**What is needed:** Report how many lines of the entries below contain the word "reason", and nothing more.

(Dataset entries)

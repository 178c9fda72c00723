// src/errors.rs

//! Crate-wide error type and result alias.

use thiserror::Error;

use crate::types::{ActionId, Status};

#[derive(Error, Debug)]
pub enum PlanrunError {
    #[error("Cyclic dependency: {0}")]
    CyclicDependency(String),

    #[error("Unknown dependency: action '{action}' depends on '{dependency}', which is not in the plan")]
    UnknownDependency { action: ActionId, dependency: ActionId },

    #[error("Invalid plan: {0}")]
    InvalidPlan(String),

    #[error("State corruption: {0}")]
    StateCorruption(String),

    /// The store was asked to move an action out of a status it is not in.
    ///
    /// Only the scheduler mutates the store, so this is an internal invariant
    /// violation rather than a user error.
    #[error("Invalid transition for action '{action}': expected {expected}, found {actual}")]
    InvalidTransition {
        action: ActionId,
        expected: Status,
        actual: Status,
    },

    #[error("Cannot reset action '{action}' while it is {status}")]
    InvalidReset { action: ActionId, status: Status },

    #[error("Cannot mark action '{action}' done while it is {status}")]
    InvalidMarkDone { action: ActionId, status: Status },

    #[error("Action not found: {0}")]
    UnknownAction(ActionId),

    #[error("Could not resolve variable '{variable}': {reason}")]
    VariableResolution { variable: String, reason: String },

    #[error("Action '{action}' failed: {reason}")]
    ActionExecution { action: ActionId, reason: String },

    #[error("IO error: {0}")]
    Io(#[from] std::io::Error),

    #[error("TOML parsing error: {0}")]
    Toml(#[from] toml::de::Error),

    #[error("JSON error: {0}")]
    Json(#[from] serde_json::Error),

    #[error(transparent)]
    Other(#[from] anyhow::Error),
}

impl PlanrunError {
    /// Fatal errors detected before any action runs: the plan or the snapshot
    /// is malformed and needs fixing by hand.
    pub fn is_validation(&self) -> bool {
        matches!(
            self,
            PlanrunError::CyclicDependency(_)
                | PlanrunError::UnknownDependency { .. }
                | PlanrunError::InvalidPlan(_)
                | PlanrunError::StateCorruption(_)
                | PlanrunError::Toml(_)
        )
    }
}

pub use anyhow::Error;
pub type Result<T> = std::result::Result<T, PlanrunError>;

**Written response:** 4